--- Instructions for the task ---
Every line of the entries below that mentions "Some" is to be copied out.

===== Material supplied

// This file is part of the project for the module CS3235 by Prateek
// Copyright 2023 Ruishi Li, Bo Wang, and Prateek Saxena.
// Please do not distribute.

/// This file contains the definition of transactions and blocks.
/// A block carries its full post-block balance snapshot, so validating a child
/// only requires looking at the parent block and the child's own transactions.
use serde::{Deserialize, Serialize};
use sha2::{Digest, Sha256};

pub type PeerId = usize;
pub type BlockId = String;
pub type TxnId = u64;

/// Reward credited to the block creator by the coinbase transaction.
pub const MINING_REWARD: u64 = 50;
/// Logical size of one transaction in kilobits.
pub const TXN_SIZE_KBITS: f64 = 8.0;
/// Logical size of a block hash in kilobits. Get requests are sized the same.
pub const HASH_SIZE_KBITS: f64 = 0.512;
/// Parent id carried by the genesis block.
pub const GENESIS_PARENT: &str = "-1";

/// A single transfer of coins between two peers.
/// Transaction ids are issued from a dense counter owned by the simulation, so
/// every peer can track duplicates with a watermark instead of a full set.
#[derive(Serialize, Deserialize, Debug, Clone, PartialEq, Eq, Hash)]
pub struct Transaction {
    /// Unique transaction id.
    pub txn_id: TxnId,
    /// The paying peer. `None` marks a coinbase transaction.
    pub sender: Option<PeerId>,
    /// The peer credited with `amount`.
    pub receiver: PeerId,
    /// Amount of coins transferred. Always positive.
    pub amount: u64,
}

impl Transaction {
    pub fn new(txn_id: TxnId, sender: PeerId, receiver: PeerId, amount: u64) -> Transaction {
        Transaction {
            txn_id,
            sender: Some(sender),
            receiver,
            amount,
        }
    }

    /// Create the coinbase transaction crediting `creator` with the mining reward.
    pub fn coinbase(txn_id: TxnId, creator: PeerId) -> Transaction {
        Transaction {
            txn_id,
            sender: None,
            receiver: creator,
            amount: MINING_REWARD,
        }
    }

    pub fn is_coinbase(&self) -> bool {
        self.sender.is_none()
    }

    /// Canonical string form of the transaction, used for hashing.
    pub fn canonical(&self) -> String {
        serde_json::to_string(&self).unwrap()
    }

    /// Sha256 hash of the canonical form in hex. Used as a merkle leaf.
    pub fn gen_hash(&self) -> String {
        let mut hasher = Sha256::new();
        hasher.update(self.canonical());
        let result = hasher.finalize();
        format!("{:x}", result)
    }
}

/// Compute the merkle root of a transaction list.
/// An odd level carries its last hash up unchanged. An empty list has the
/// root "0" (only the genesis block is empty).
pub fn merkle_root(txns: &[Transaction]) -> String {
    if txns.is_empty() {
        return "0".to_string();
    }

    let mut level: Vec<String> = txns.iter().map(|txn| txn.gen_hash()).collect();
    while level.len() > 1 {
        let mut next: Vec<String> = Vec::new();
        if level.len() % 2 != 0 {
            next.push(level.last().unwrap().clone());
        }
        for pair in level.chunks_exact(2) {
            let mut hasher = Sha256::new();
            hasher.update(pair[0].as_bytes());
            hasher.update(pair[1].as_bytes());
            next.push(format!("{:x}", hasher.finalize()));
        }
        level = next;
    }
    level[0].clone()
}

/// A block in the tree. Immutable once created.
#[derive(Serialize, Deserialize, Debug, Clone, PartialEq)]
pub struct Block {
    /// Hex digest identifying the block; derived from parent id, timestamp,
    /// merkle root and the transaction list.
    pub blk_id: BlockId,
    /// The mining peer. `None` for the genesis block.
    pub creator: Option<PeerId>,
    /// Transactions in the block. The first one is the coinbase.
    pub txns: Vec<Transaction>,
    /// Id of the parent block ("-1" for genesis).
    pub parent: BlockId,
    /// Distance from genesis. Genesis is 0.
    pub depth: u64,
    /// Simulation time at which the creator started mining this block.
    pub timestamp: f64,
    /// Post-block coin balance per peer id, assuming the block is valid.
    pub balances: Vec<i64>,
}

impl Block {
    /// Build a block on top of `parent`. The balance snapshot is the parent's
    /// snapshot with every transaction applied (coinbase credits the creator).
    pub fn new(creator: PeerId, txns: Vec<Transaction>, parent: &Block, timestamp: f64) -> Block {
        let mut balances = parent.balances.clone();
        for txn in &txns {
            if let Some(sender) = txn.sender {
                balances[sender] -= txn.amount as i64;
            }
            balances[txn.receiver] += txn.amount as i64;
        }

        Block {
            blk_id: Block::compute_id(&parent.blk_id, timestamp, &txns),
            creator: Some(creator),
            txns,
            parent: parent.blk_id.clone(),
            depth: parent.depth + 1,
            timestamp,
            balances,
        }
    }

    /// The deterministic genesis block: no transactions, zero balances for all
    /// `num_peers` peers, timestamp 0, parent "-1". Known to every peer.
    pub fn genesis(num_peers: usize) -> Block {
        Block {
            blk_id: Block::compute_id(GENESIS_PARENT, 0.0, &[]),
            creator: None,
            txns: Vec::new(),
            parent: GENESIS_PARENT.to_string(),
            depth: 0,
            timestamp: 0.0,
            balances: vec![0; num_peers],
        }
    }

    fn compute_id(parent: &str, timestamp: f64, txns: &[Transaction]) -> BlockId {
        let mut preimage = format!("{}|{}|{}|", parent, timestamp, merkle_root(txns));
        for txn in txns {
            preimage.push('|');
            preimage.push_str(&txn.canonical());
        }

        let mut hasher = Sha256::new();
        hasher.update(preimage.as_bytes());
        format!("{:x}", hasher.finalize())
    }

    /// Size of the block in kilobits: 8 kilobits per transaction, coinbase
    /// included.
    pub fn size_kbits(&self) -> f64 {
        self.txns.len() as f64 * TXN_SIZE_KBITS
    }
}

#[cfg(test)]
mod tests {
    use super::*;

    #[test]
    fn coinbase_carries_mining_reward() {
        let txn = Transaction::coinbase(7, 3);
        assert!(txn.is_coinbase());
        assert_eq!(txn.amount, MINING_REWARD);
        assert_eq!(txn.receiver, 3);
    }

    #[test]
    fn merkle_root_is_stable() {
        let txns = vec![
            Transaction::new(1, 0, 1, 10),
            Transaction::new(2, 1, 2, 20),
            Transaction::new(3, 2, 0, 5),
        ];
        assert_eq!(merkle_root(&txns), merkle_root(&txns.clone()));
        // A different list hashes differently.
        assert_ne!(merkle_root(&txns), merkle_root(&txns[..2]));
        assert_eq!(merkle_root(&[]), "0");
    }

    #[test]
    fn balance_snapshot_applies_transactions() {
        let genesis = Block::genesis(3);
        let txns = vec![Transaction::coinbase(1, 0)];
        let b1 = Block::new(0, txns, &genesis, 1.0);
        assert_eq!(b1.balances, vec![MINING_REWARD as i64, 0, 0]);
        assert_eq!(b1.depth, 1);
        assert_eq!(b1.parent, genesis.blk_id);

        let txns = vec![Transaction::coinbase(2, 1), Transaction::new(3, 0, 2, 30)];
        let b2 = Block::new(1, txns, &b1, 2.0);
        assert_eq!(b2.balances, vec![20, MINING_REWARD as i64, 30]);
        assert_eq!(b2.depth, 2);
    }

    #[test]
    fn block_ids_differ_by_content() {
        let genesis = Block::genesis(2);
        let a = Block::new(0, vec![Transaction::coinbase(1, 0)], &genesis, 1.0);
        let b = Block::new(1, vec![Transaction::coinbase(2, 1)], &genesis, 1.0);
        let c = Block::new(0, vec![Transaction::coinbase(3, 0)], &genesis, 2.0);
        assert_ne!(a.blk_id, b.blk_id);
        assert_ne!(a.blk_id, c.blk_id);
    }

    #[test]
    fn genesis_is_deterministic() {
        assert_eq!(Block::genesis(5), Block::genesis(5));
        assert_eq!(Block::genesis(5).depth, 0);
        assert_eq!(Block::genesis(5).parent, GENESIS_PARENT);
    }
}
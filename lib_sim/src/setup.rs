// This file is part of the project for the module CS3235 by Prateek
// Copyright 2023 Ruishi Li, Bo Wang, and Prateek Saxena.
// Please do not distribute.

/// This file contains the peer-population setup.
/// It assigns roles, classes and hashing power, generates the public and
/// overlay topologies and wires the link attributes into the peers.
use crate::config::SimConfig;
use lib_chain::block::{Block, PeerId};
use lib_network::topology::random_connected_graph;
use lib_peer::peer::{CpuType, NetworkType, Peer};
use rand::seq::SliceRandom;
use rand::Rng;

/// Public link speed in kbps when both endpoints are fast, and otherwise.
const FAST_LINK_KBPS: f64 = 100.0;
const SLOW_LINK_KBPS: f64 = 5.0;

/// The constructed network, ready to simulate.
pub struct Population {
    pub peers: Vec<Peer>,
    /// The distinguished colluder holding the pooled hashing power, absent
    /// when the malicious ratio floors to zero.
    pub ringmaster: Option<PeerId>,
    pub public_edges: Vec<(PeerId, PeerId)>,
    pub overlay_edges: Vec<(PeerId, PeerId)>,
}

/// Build the peer population for `config`, drawing the malicious subset, the
/// topologies and the link attributes from `rng`.
pub fn build_population<R: Rng>(config: &SimConfig, rng: &mut R) -> Population {
    let n = config.num_peers;
    let num_malicious = config.num_malicious();

    let mut shuffled: Vec<PeerId> = (0..n).collect();
    shuffled.shuffle(rng);
    let mut malicious_ids: Vec<PeerId> = shuffled[..num_malicious].to_vec();
    malicious_ids.sort_unstable();
    let ringmaster = malicious_ids.first().copied();

    // One normalized share per peer; colluders hand theirs to the ringmaster.
    let base_share = 1.0 / n as f64;
    let genesis = Block::genesis(n);

    let mut peers: Vec<Peer> = (0..n)
        .map(|peer_id| {
            if malicious_ids.contains(&peer_id) {
                let rm = ringmaster.unwrap();
                let hashing_power = if peer_id == rm {
                    base_share * num_malicious as f64
                } else {
                    0.0
                };
                Peer::new_malicious(
                    peer_id,
                    NetworkType::Fast,
                    CpuType::High,
                    hashing_power,
                    genesis.clone(),
                    rm,
                    !config.remove_eclipse,
                    config.counter_measure,
                )
            } else {
                Peer::new_honest(
                    peer_id,
                    NetworkType::Slow,
                    CpuType::High,
                    base_share,
                    genesis.clone(),
                    config.counter_measure,
                )
            }
        })
        .collect();

    let all_ids: Vec<PeerId> = (0..n).collect();
    let public_edges = random_connected_graph(&all_ids, rng);
    for &(u, v) in &public_edges {
        let delay_ms = rng.gen_range(10.0..500.0);
        let both_fast =
            peers[u].net_type == NetworkType::Fast && peers[v].net_type == NetworkType::Fast;
        let speed = if both_fast { FAST_LINK_KBPS } else { SLOW_LINK_KBPS };
        peers[u].add_public_link(v, delay_ms, speed);
        peers[v].add_public_link(u, delay_ms, speed);
    }

    let overlay_edges = random_connected_graph(&malicious_ids, rng);
    for &(u, v) in &overlay_edges {
        let delay_ms = rng.gen_range(1.0..10.0);
        peers[u].add_overlay_link(v, delay_ms, FAST_LINK_KBPS);
        peers[v].add_overlay_link(u, delay_ms, FAST_LINK_KBPS);
    }

    Population {
        peers,
        ringmaster,
        public_edges,
        overlay_edges,
    }
}
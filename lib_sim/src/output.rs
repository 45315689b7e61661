// This file is part of the project for the module CS3235 by Prateek
// Copyright 2023 Ruishi Li, Bo Wang, and Prateek Saxena.
// Please do not distribute.

/// This file contains the artifact writers.
/// At the end of a run the network description and every peer's verified
/// block tree are dumped as CSV files for the downstream analysis tools.
use crate::config::{SimConfig, SimError};
use lib_peer::peer::{Channel, Peer};
use std::fs::{self, File};
use std::io::{BufWriter, Write};
use std::path::Path;

/// Write every artifact of a finished run into `folder` (created if absent):
/// `Node_info.csv`, `networkGraph.csv`, `overlayGraph.csv`, one
/// `Peer_<id>.csv` per peer and `config.txt`.
pub fn write_artifacts(
    folder: &Path,
    config: &SimConfig,
    peers: &[Peer],
    public_edges: &[(usize, usize)],
    overlay_edges: &[(usize, usize)],
) -> Result<(), SimError> {
    fs::create_dir_all(folder)?;

    write_node_info(&folder.join("Node_info.csv"), peers)?;
    write_graph(
        &folder.join("networkGraph.csv"),
        peers,
        public_edges,
        Channel::Public,
    )?;
    write_graph(
        &folder.join("overlayGraph.csv"),
        peers,
        overlay_edges,
        Channel::Overlay,
    )?;
    for peer in peers {
        write_peer_tree(&folder.join(format!("Peer_{}.csv", peer.peer_id)), peer)?;
    }
    write_config(&folder.join("config.txt"), config)?;
    Ok(())
}

fn write_node_info(path: &Path, peers: &[Peer]) -> Result<(), SimError> {
    let mut file = BufWriter::new(File::create(path)?);
    writeln!(file, "PeerId, Peer-Type, CPU-Type, Network-Type, Hashing-Power")?;
    for peer in peers {
        writeln!(
            file,
            "{}, {}, {}, {}, {}",
            peer.peer_id, peer.role, peer.cpu_type, peer.net_type, peer.hashing_power
        )?;
    }
    Ok(())
}

fn write_graph(
    path: &Path,
    peers: &[Peer],
    edges: &[(usize, usize)],
    channel: Channel,
) -> Result<(), SimError> {
    let mut file = BufWriter::new(File::create(path)?);
    writeln!(file, "Peer 1, Peer 2, Propagation-Delay, Link-Speed")?;
    for &(u, v) in edges {
        let (delay_ms, speed_kbps) = peers[u].channel_details(v, channel);
        writeln!(file, "{}, {}, {:.2}, {}", u, v, delay_ms, speed_kbps)?;
    }
    Ok(())
}

/// One row per verified block, sorted by arrival time. Dangling and
/// discarded blocks are omitted.
fn write_peer_tree(path: &Path, peer: &Peer) -> Result<(), SimError> {
    let tree = peer.chain.tree();

    let mut rows: Vec<(&String, f64)> = tree
        .arrival
        .iter()
        .map(|(blk_id, &at)| (blk_id, at))
        .collect();
    rows.sort_by(|(id_a, at_a), (id_b, at_b)| at_a.total_cmp(at_b).then_with(|| id_a.cmp(id_b)));

    let mut file = BufWriter::new(File::create(path)?);
    writeln!(
        file,
        "BlockId, ParentId, creatorId, Arrival Time, Depth, Block-Size"
    )?;
    for (blk_id, at) in rows {
        if !tree.verified.contains(blk_id) {
            continue;
        }
        let block = &tree.seen_blocks[blk_id];
        let creator = block.creator.map(|id| id as i64).unwrap_or(-1);
        writeln!(
            file,
            "{}, {}, {}, {:.2}, {}, {}",
            blk_id,
            block.parent,
            creator,
            at,
            block.depth,
            block.txns.len() * 8
        )?;
    }
    Ok(())
}

fn write_config(path: &Path, config: &SimConfig) -> Result<(), SimError> {
    let mut file = BufWriter::new(File::create(path)?);
    writeln!(file, "Remove Eclipse Attack -> {}", config.remove_eclipse)?;
    writeln!(file, "Counter Measure -> {}", config.counter_measure)?;
    Ok(())
}

#[cfg(test)]
mod tests {
    use super::*;
    use lib_chain::block::Block;
    use lib_peer::peer::{CpuType, NetworkType};

    fn scratch_dir(tag: &str) -> std::path::PathBuf {
        let dir = std::env::temp_dir().join(format!("sim_output_{}_{}", tag, std::process::id()));
        let _ = fs::remove_dir_all(&dir);
        dir
    }

    #[test]
    fn artifacts_have_the_expected_headers() {
        let config = SimConfig {
            num_peers: 2,
            ratio_malicious: 0.0,
            txn_interarrival: 2.0,
            block_interarrival: 10.0,
            timeout: 1.0,
            sim_time: 10.0,
            remove_eclipse: true,
            counter_measure: false,
        };
        let mut a = Peer::new_honest(0, NetworkType::Fast, CpuType::High, 0.5, Block::genesis(2), false);
        let mut b = Peer::new_honest(1, NetworkType::Slow, CpuType::High, 0.5, Block::genesis(2), false);
        a.add_public_link(1, 25.0, 5.0);
        b.add_public_link(0, 25.0, 5.0);

        let dir = scratch_dir("headers");
        write_artifacts(&dir, &config, &[a, b], &[(0, 1)], &[]).unwrap();

        let node_info = fs::read_to_string(dir.join("Node_info.csv")).unwrap();
        assert!(node_info.starts_with("PeerId, Peer-Type, CPU-Type, Network-Type, Hashing-Power"));
        assert!(node_info.contains("0, Honest, HIGH, FAST, 0.5"));

        let graph = fs::read_to_string(dir.join("networkGraph.csv")).unwrap();
        assert!(graph.starts_with("Peer 1, Peer 2, Propagation-Delay, Link-Speed"));
        assert!(graph.contains("0, 1, 25.00, 5"));

        let tree = fs::read_to_string(dir.join("Peer_0.csv")).unwrap();
        let mut lines = tree.lines();
        assert_eq!(
            lines.next(),
            Some("BlockId, ParentId, creatorId, Arrival Time, Depth, Block-Size")
        );
        // Genesis row: parent -1, creator -1, no transactions.
        assert!(lines.next().unwrap().ends_with("-1, -1, 0.00, 0, 0"));

        let config_txt = fs::read_to_string(dir.join("config.txt")).unwrap();
        assert_eq!(
            config_txt,
            "Remove Eclipse Attack -> true\nCounter Measure -> false\n"
        );

        fs::remove_dir_all(&dir).unwrap();
    }
}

==========

--- Worked solution ---
            sender: Some(sender),
            if let Some(sender) = txn.sender {
            creator: Some(creator),
            Some("BlockId, ParentId, creatorId, Arrival Time, Depth, Block-Size")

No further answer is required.